You can have the operating system report on security-related activity in three different ways:
Security-relevant events are divided into a number of categories called event classes. The operating system audits several event classes by default (see Table 9-1). If the security requirements at your site justify additional auditing, you enable security auditing for additional event classes by using the DCL command SET AUDIT.
To enable auditing for different event classes, use the following command format:
SET AUDIT /ENABLE=event-class[,...] {/ALARM | /AUDIT}
The command requires two qualifiers to enable events:
The operating system begins auditing the new events on all nodes of the cluster as soon as you enable them. It continues auditing until you explicitly disable the classes with the /DISABLE qualifier.

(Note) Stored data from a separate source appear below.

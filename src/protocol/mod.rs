//! Protocol Module
//!
//! Defines the native binary protocol spoken by the power strip on TCP port
//! 5000.
//!
//! ## Session Layout
//!
//! ```text
//! client                                   device
//!   │ ── 0x11 (handshake start, 1) ──────────▶ │
//!   │ ◀───────────────────── Task (4) ──────── │
//!   │ ── Solution (4) ───────────────────────▶ │
//!   │ ◀────────────── StatusFrame #1 (4) ───── │   decoded, then discarded
//!   │ ── ControlFrame (4) ───────────────────▶ │
//!   │ ◀────────────── StatusFrame #2 (4) ───── │   authoritative
//! ```
//!
//! ## Frame Layout
//! Status and control frames carry one byte per socket, in reverse order:
//! ```text
//! ┌──────────┬──────────┬──────────┬──────────┐
//! │ Socket 4 │ Socket 3 │ Socket 2 │ Socket 1 │
//! └──────────┴──────────┴──────────┴──────────┘
//! ```
//!
//! Every byte is obfuscated with the session's Task and the password Key.

mod key;
mod handshake;
mod frame;

pub use key::{Key, KEY_SIZE};
pub use handshake::{solve_task, Solution, Task, HANDSHAKE_START, TASK_SIZE};
pub use frame::{
    decode_status_code, firmware_revision, socket_for_wire_position, wire_position_for_socket,
    ControlFrame, FirmwareRevision, StatusFrame, SwitchCode, FRAME_SIZE,
};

The current auditing configuration is recorded in SYS$MANAGER:VMS$AUDIT_SERVER.DAT and so it is preserved across system boots.
For more information about the SET AUDIT command, see the OpenVMS DCL Dictionary.
| Class | Description |
|---|---|
| ACL | Access to any object holding a security-auditing ACE. |
| Audit | All uses of the SET AUDIT command. This category cannot be disabled. |
| Authorization |
All changes to the authorization database:
|
| Break-in | All intrusion attempts: batch, detached, dialup, local, network, remote. |
| Logfailure | All login failures: batch, dialup, local, remote, network, subprocess, detached. |
To see which event classes your site currently audits, enter the DCL command SHOW AUDIT. Example 9-3 displays the audit settings for a site with moderate security requirements.
Example of Enabling Event Classes
Although you can enable auditing for every possible class of security activity (/ENABLE=ALL), such an approach can result in an excessive number of auditing messages and generates too much information to analyze in a meaningful way. Therefore, Digital suggests that you evaluate your needs, as described in Section 9.3.1, and selectively audit system activity.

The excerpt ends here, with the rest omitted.